Imran Khan's victory in the recently concluded general elections in Pakistan could very well be because of a phone app. Yep! A phone app and a database of more than 50 million voters were key weapons in the successful campaign of cricket legend. Khan's Pakistan Tehreek-i-Insaf (PTI) was very secretive about this as they feared that the rivals could copy it, but some party workers showed Reuters how the app worked wonders for their campaign.
The phone app proved helped them in getting supporters to the polls when the government's own telephone information service that gave out polling place locations suffered major problems on election day, which affected the other parties, but not PTI as they set up teams in constituencies across the nation with a population of more than 208 million to mine the database, identifying voters by household, zeroing-in on "confirmed" PTI voters, tagging them on the app, and ensuring they turned out on election day.
The app, which is called Constituency Management System (CMS) was developed by a small tech team. In fact, Khan sent out a video via WhatsApp urging PTI candidates to use CMS just days before the elections. "I have seen and experienced how it works and I'm using it in all five constituencies I am contesting," Khan said in the video message, seen by Reuters. "The faster you apply this system, the easier your life will become," Khan added.

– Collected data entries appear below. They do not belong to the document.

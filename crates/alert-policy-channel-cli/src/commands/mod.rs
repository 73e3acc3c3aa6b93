//! CLI command implementations.
//!
//! Each submodule implements a specific CLI command:
//! - [`id`] - Encoding and decoding composite identifiers
//! - [`validate`] - Resource configuration validation
//! - [`check`] - Existence check against a channel snapshot

pub mod check;
pub mod id;
pub mod validate;

pub use check::CheckCommand;
pub use id::IdCommand;
pub use validate::ValidateCommand;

The early version of the system was not immediately embraced by PTI, they started using only after Asad Umar, a lawmaker who won his seat in Islamabad and will be Khan's new finance minister, and wealthy politician Jahangir Tareen Khan, who is Imran's close ally saw its potential.
Pakistani opposition politician Imran Khan, chief of the Pakistan Tehreek-e-Insaf party, gives the victory sign during a press conference to present the party's manifesto for the forthcoming election, in Islamabad, Pakistan, Monday, July 9, 2018. Khan is promising 10 million new jobs, better health and education facilities if he wins the July 25 vote. Titled "Road to New Pakistan," the manifesto is similar to other ambitious past pledges by political parties that ended up unable to make good on them. (AP Photo/Anjum Naveed)
Party workers said they used scanning software to digitise publicly-available electoral voter lists to create the database. However, CMS architects say the system's power was only partly utilised as there was not enough time to train workers across the country and some politicians resisted using it.